Tell how many lines of the data include the word "default". Nothing but the number belongs in the answer.
BEGIN EXERCISE DATA
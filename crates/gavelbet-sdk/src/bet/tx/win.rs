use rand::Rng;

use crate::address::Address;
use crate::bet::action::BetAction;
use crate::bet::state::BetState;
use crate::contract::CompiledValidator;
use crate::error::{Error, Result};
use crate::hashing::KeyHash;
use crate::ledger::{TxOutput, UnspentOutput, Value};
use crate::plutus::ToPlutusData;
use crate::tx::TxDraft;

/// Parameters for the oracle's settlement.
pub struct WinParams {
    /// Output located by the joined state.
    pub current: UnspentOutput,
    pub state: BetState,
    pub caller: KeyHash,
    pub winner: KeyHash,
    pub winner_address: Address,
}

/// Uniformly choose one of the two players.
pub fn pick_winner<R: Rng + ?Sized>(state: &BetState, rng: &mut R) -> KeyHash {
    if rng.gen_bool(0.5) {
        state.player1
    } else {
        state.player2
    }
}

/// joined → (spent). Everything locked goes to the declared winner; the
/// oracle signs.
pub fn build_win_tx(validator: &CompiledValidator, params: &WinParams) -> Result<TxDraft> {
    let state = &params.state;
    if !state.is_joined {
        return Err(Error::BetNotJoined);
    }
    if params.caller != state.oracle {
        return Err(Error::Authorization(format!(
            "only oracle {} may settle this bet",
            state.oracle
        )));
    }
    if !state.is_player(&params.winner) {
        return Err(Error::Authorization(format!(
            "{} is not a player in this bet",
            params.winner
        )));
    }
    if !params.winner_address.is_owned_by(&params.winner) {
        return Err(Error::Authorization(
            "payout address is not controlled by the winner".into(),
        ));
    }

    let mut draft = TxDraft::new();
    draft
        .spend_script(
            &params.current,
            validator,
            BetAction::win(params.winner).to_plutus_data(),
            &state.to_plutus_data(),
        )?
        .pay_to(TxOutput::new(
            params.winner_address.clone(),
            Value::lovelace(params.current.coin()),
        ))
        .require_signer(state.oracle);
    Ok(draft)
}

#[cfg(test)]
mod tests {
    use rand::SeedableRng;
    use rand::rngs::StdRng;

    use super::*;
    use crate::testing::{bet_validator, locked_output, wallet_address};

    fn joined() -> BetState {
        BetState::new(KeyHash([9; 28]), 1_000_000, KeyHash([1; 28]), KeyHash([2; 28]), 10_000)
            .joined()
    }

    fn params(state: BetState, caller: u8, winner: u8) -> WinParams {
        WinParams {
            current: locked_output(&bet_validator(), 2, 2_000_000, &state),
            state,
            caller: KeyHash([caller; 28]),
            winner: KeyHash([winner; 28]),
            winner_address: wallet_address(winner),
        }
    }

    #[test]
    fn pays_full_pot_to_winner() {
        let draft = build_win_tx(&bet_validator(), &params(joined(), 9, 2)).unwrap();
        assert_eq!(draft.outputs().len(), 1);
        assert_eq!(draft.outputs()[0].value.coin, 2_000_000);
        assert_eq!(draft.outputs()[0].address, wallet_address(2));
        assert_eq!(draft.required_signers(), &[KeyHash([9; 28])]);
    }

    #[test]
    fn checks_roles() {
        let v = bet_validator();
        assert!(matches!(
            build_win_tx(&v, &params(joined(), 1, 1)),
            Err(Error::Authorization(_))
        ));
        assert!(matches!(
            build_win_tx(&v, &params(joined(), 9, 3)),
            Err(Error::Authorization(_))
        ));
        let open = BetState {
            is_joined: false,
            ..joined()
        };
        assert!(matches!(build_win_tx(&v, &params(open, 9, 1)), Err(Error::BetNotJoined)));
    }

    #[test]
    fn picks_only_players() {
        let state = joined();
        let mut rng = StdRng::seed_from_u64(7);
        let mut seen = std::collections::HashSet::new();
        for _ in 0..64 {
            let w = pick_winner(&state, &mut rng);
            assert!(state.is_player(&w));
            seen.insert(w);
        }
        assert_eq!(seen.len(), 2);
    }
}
END EXERCISE DATA
BEGIN EXERCISE DATA
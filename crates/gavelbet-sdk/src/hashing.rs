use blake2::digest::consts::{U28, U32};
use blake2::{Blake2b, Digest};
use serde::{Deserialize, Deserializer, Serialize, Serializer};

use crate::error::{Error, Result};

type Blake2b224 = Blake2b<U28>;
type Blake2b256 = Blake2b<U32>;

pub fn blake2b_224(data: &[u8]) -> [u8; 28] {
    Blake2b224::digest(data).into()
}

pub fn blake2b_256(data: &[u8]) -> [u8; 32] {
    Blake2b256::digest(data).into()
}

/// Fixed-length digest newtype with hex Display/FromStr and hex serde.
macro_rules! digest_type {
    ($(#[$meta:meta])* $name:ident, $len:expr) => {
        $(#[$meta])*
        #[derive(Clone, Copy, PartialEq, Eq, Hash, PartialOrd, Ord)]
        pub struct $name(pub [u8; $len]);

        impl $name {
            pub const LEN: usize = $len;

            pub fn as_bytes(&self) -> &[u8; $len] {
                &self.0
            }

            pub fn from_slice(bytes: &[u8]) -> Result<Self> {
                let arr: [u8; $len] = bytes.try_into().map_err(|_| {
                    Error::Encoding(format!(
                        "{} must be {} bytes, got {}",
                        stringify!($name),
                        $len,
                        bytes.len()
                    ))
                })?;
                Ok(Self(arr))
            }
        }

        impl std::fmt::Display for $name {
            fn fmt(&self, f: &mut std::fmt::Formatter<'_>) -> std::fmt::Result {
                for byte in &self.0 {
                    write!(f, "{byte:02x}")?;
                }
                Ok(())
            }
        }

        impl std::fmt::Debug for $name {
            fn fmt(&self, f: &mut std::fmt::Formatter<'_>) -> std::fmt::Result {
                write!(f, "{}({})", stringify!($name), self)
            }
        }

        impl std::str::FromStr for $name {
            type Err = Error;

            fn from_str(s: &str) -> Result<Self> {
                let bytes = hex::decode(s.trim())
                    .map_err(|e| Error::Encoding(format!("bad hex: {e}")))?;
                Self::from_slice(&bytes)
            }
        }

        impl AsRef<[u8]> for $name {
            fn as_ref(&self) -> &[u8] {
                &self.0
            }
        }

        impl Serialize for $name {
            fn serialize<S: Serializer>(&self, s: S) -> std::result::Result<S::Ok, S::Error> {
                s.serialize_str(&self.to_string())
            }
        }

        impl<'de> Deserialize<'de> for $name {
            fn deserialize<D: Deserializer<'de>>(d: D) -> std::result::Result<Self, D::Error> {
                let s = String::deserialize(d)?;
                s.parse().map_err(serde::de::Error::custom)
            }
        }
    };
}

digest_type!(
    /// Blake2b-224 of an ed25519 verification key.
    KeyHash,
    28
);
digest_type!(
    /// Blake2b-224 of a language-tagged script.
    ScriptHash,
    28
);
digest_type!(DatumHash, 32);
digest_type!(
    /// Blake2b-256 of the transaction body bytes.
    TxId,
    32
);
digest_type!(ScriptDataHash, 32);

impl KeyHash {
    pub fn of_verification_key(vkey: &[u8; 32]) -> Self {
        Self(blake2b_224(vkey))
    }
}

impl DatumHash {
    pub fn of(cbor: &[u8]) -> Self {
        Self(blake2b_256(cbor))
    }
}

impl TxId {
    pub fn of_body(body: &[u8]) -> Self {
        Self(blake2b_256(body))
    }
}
END EXERCISE DATA
BEGIN EXERCISE DATA
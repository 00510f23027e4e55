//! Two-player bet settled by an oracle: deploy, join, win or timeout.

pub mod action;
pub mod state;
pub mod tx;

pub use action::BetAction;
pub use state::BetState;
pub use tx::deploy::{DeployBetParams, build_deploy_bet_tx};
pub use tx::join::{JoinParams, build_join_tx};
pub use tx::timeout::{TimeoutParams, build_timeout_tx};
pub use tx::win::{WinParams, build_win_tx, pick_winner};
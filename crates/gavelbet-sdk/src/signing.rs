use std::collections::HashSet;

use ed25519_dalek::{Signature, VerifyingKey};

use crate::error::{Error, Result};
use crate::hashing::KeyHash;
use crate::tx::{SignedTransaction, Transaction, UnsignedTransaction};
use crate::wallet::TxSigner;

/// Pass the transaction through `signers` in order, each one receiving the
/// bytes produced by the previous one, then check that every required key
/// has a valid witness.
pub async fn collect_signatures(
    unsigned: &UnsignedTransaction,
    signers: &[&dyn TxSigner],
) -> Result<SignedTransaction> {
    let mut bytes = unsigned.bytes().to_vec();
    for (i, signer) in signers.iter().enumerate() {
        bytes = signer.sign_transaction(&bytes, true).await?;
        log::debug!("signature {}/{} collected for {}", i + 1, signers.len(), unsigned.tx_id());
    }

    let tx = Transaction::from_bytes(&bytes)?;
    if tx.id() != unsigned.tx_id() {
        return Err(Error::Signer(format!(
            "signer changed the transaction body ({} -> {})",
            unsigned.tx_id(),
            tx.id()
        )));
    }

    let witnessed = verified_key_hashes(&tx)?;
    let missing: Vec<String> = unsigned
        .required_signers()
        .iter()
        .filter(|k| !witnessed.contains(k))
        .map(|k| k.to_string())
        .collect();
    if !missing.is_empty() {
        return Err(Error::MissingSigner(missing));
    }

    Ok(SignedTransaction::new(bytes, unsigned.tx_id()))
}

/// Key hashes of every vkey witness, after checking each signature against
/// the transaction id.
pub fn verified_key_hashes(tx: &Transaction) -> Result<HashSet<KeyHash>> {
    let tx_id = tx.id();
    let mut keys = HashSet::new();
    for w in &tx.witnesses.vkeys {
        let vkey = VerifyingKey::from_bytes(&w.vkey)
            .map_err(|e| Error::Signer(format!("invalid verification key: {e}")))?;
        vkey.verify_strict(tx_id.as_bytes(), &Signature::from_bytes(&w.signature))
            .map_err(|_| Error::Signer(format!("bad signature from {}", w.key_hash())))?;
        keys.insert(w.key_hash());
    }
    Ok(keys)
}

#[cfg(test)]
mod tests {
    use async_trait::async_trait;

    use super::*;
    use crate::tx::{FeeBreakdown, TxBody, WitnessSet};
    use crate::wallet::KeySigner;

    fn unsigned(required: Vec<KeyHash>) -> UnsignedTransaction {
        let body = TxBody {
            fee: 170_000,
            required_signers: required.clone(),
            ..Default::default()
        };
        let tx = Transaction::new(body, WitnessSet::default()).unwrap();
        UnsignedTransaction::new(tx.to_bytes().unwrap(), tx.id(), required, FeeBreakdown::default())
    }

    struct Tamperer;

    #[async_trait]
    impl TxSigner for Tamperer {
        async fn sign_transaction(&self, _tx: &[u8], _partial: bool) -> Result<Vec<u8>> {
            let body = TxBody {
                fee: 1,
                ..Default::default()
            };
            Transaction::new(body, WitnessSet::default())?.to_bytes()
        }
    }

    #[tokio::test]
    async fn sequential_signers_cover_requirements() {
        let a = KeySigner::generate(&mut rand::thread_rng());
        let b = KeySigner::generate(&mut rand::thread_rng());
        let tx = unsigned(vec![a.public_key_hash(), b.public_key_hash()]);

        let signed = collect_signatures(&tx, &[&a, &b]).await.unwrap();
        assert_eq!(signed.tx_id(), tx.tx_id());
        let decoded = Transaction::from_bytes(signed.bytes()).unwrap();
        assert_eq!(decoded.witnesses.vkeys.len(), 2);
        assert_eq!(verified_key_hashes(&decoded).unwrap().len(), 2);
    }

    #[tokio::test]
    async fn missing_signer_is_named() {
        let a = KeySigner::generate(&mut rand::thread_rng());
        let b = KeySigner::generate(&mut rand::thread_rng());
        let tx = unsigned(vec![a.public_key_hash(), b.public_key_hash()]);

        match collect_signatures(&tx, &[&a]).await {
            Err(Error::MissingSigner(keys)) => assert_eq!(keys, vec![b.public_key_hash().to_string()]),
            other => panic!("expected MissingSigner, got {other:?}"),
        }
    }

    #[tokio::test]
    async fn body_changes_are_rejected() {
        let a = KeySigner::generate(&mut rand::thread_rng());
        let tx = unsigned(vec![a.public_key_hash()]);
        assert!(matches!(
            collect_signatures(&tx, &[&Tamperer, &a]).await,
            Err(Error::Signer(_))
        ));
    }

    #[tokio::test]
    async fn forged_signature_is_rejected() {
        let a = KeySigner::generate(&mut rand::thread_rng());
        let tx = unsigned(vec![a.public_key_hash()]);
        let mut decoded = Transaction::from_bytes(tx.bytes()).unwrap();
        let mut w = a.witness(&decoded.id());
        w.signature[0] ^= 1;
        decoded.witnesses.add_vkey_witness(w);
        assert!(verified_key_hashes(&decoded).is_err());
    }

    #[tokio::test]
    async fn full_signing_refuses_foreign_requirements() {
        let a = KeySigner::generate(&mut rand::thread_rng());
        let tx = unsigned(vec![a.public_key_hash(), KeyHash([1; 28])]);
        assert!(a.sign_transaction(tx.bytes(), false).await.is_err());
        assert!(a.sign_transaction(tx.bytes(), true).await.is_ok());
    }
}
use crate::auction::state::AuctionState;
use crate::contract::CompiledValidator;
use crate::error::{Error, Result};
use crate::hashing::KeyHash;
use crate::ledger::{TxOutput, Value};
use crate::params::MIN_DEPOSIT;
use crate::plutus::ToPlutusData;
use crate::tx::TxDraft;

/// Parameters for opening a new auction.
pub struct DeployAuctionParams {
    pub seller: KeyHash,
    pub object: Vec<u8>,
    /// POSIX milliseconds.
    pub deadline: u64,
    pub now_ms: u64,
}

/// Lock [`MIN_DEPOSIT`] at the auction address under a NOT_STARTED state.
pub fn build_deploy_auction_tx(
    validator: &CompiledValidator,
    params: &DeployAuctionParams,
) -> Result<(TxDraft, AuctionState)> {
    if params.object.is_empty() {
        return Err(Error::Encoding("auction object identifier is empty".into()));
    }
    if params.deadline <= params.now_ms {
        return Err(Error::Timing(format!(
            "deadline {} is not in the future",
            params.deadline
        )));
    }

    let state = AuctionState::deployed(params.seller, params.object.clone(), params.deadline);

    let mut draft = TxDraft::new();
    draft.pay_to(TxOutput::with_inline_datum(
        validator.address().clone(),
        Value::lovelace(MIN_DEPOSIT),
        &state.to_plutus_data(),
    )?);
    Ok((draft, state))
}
END EXERCISE DATA
RESULT -> 5